Work required ::
Reproduce exactly, and exclusively, the lines from the line containing "let path = path.as_ref();" through the final line of the listing below.

Extracted records ::
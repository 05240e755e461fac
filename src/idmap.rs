//! Symbol id mapping
//!
//! An explicit, owned mapping from symbol identifier strings to the numeric
//! row ids the relational store assigns them. The loader injects one of
//! these per run; resetting between runs is an explicit operation rather
//! than hidden process-wide state.
//!
//! Lookup misses are counted so that references dropped because their
//! symbol was not loaded this run are observable instead of silent.

use std::collections::HashMap;

#[derive(Debug, Default)]
pub struct SymbolIdMap {
    ids: HashMap<String, i64>,
    misses: u64,
}

impl SymbolIdMap {
    pub fn new() -> Self {
        Self::default()
    }

    /// Record the row id assigned to a symbol identifier this run.
    pub fn insert(&mut self, symbol: &str, id: i64) {
        self.ids.insert(symbol.to_string(), id);
    }

    /// Look up a symbol's row id, counting the miss when it is absent.
    pub fn resolve(&mut self, symbol: &str) -> Option<i64> {
        match self.ids.get(symbol) {
            Some(&id) => Some(id),
            None => {
                self.misses += 1;
                None
            }
        }
    }

    /// Number of failed lookups since the last reset.
    pub fn misses(&self) -> u64 {
        self.misses
    }

    pub fn len(&self) -> usize {
        self.ids.len()
    }

    pub fn is_empty(&self) -> bool {
        self.ids.is_empty()
    }

    /// Clear all mappings and the miss count, for the start of a fresh run.
    pub fn reset(&mut self) {
        self.ids.clear();
        self.misses = 0;
    }
}
//! SCIP index reading
//!
//! Deserializes a binary SCIP index file into the in-memory graph of
//! documents, symbols, and occurrences. The decode is structural: no
//! filtering or normalization happens here.

pub mod proto;

use std::fs;
use std::path::Path;

use anyhow::{bail, Context, Result};
use prost::Message;

pub use proto::{Document, Index, Metadata, Occurrence, SymbolInformation, ToolInfo};

use crate::types::ROLE_DEFINITION;

/// Read and decode a SCIP index file.
///
/// Fails fast with an actionable message when the file does not exist; the
/// caller is expected to have run an external indexer first.
pub fn read_index<P: AsRef<Path>>(path: P) -> Result<Index> {
    let path = path.as_ref();
    if !path.exists() {
        bail!(
            "SCIP index not found at {}. Run a SCIP indexer first (e.g. `scip-typescript index`), then retry.",
            path.display()
        );
    }

    let bytes = fs::read(path)
        .with_context(|| format!("Failed to read index file {}", path.display()))?;
    let index = Index::decode(bytes.as_slice())
        .with_context(|| format!("Failed to decode SCIP index {}", path.display()))?;
    Ok(index)
}

impl Document {
    /// First occurrence of `symbol` in this document whose role bitmask
    /// includes the Definition bit. First match wins; documents are not
    /// expected to define the same identifier twice.
    pub fn find_definition(&self, symbol: &str) -> Option<&Occurrence> {
        self.occurrences
            .iter()
            .find(|occ| occ.symbol == symbol && occ.symbol_roles & ROLE_DEFINITION != 0)
    }
}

Answer area ::
    let path = path.as_ref();
    if !path.exists() {
        bail!(
            "SCIP index not found at {}. Run a SCIP indexer first (e.g. `scip-typescript index`), then retry.",
            path.display()
        );
    }

    let bytes = fs::read(path)
        .with_context(|| format!("Failed to read index file {}", path.display()))?;
    let index = Index::decode(bytes.as_slice())
        .with_context(|| format!("Failed to decode SCIP index {}", path.display()))?;
    Ok(index)
}

impl Document {
    /// First occurrence of `symbol` in this document whose role bitmask
    /// includes the Definition bit. First match wins; documents are not
    /// expected to define the same identifier twice.
    pub fn find_definition(&self, symbol: &str) -> Option<&Occurrence> {
        self.occurrences
            .iter()
            .find(|occ| occ.symbol == symbol && occ.symbol_roles & ROLE_DEFINITION != 0)
    }
}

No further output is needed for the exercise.